__Task requirements__: Within the records below, reproduce without change the lines from the line that has "pub const PICKER_DAYS_WRAPPER_CLASS: &str" through the line that has "pub const DEFAULT_THEME: &str", and only those.

Stored records

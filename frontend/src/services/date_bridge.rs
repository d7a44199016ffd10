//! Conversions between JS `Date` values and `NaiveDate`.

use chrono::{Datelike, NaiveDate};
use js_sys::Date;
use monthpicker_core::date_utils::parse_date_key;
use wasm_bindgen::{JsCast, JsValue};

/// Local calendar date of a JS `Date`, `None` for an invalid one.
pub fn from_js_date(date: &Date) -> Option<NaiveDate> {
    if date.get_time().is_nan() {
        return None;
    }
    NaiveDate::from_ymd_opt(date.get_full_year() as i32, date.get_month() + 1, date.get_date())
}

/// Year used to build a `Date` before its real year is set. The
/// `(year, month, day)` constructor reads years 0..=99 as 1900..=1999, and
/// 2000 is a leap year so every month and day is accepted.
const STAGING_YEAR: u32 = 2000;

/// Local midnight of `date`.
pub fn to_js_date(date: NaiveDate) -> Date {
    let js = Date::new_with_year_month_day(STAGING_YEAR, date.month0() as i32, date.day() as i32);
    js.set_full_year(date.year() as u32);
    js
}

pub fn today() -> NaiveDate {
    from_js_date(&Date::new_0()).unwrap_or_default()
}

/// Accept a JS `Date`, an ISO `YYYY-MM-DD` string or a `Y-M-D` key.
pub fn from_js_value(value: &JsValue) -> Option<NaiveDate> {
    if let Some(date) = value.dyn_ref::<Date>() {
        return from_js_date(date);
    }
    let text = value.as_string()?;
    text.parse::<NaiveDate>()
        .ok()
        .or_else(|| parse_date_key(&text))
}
--
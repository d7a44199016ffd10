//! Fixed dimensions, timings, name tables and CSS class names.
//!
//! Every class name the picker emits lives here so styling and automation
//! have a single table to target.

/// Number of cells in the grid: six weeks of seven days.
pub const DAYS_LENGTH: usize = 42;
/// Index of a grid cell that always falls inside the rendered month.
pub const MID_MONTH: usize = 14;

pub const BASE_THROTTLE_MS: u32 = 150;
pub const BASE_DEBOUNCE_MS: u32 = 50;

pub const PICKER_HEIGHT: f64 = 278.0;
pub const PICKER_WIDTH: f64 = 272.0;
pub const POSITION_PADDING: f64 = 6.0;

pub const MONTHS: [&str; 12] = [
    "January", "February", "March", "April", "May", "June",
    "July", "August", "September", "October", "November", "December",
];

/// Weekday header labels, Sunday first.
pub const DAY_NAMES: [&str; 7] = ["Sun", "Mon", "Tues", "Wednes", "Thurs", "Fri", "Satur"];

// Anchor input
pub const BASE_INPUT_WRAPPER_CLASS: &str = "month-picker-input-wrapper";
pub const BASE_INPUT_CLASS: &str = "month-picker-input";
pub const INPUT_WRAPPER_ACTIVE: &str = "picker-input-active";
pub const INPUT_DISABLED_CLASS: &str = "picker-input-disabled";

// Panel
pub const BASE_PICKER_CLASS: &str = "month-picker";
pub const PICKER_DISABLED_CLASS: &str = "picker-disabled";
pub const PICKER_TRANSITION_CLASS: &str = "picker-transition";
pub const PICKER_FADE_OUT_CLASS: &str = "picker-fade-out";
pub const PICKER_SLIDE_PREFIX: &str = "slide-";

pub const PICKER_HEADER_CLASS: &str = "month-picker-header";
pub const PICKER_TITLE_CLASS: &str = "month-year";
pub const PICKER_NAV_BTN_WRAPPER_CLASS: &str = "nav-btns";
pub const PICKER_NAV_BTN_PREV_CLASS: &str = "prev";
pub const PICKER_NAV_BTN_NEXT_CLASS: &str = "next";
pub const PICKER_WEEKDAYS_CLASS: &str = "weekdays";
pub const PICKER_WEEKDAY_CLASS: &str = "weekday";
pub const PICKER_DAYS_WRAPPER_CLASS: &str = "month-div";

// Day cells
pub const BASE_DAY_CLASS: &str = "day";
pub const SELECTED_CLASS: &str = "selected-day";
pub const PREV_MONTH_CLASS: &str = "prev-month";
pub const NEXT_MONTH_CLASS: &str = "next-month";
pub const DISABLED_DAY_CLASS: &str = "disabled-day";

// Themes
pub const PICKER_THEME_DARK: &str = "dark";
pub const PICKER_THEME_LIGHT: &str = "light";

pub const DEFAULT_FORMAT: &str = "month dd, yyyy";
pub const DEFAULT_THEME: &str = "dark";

__Solved problem__:
pub const PICKER_DAYS_WRAPPER_CLASS: &str = "month-div";

// Day cells
pub const BASE_DAY_CLASS: &str = "day";
pub const SELECTED_CLASS: &str = "selected-day";
pub const PREV_MONTH_CLASS: &str = "prev-month";
pub const NEXT_MONTH_CLASS: &str = "next-month";
pub const DISABLED_DAY_CLASS: &str = "disabled-day";

// Themes
pub const PICKER_THEME_DARK: &str = "dark";
pub const PICKER_THEME_LIGHT: &str = "light";

pub const DEFAULT_FORMAT: &str = "month dd, yyyy";
pub const DEFAULT_THEME: &str = "dark";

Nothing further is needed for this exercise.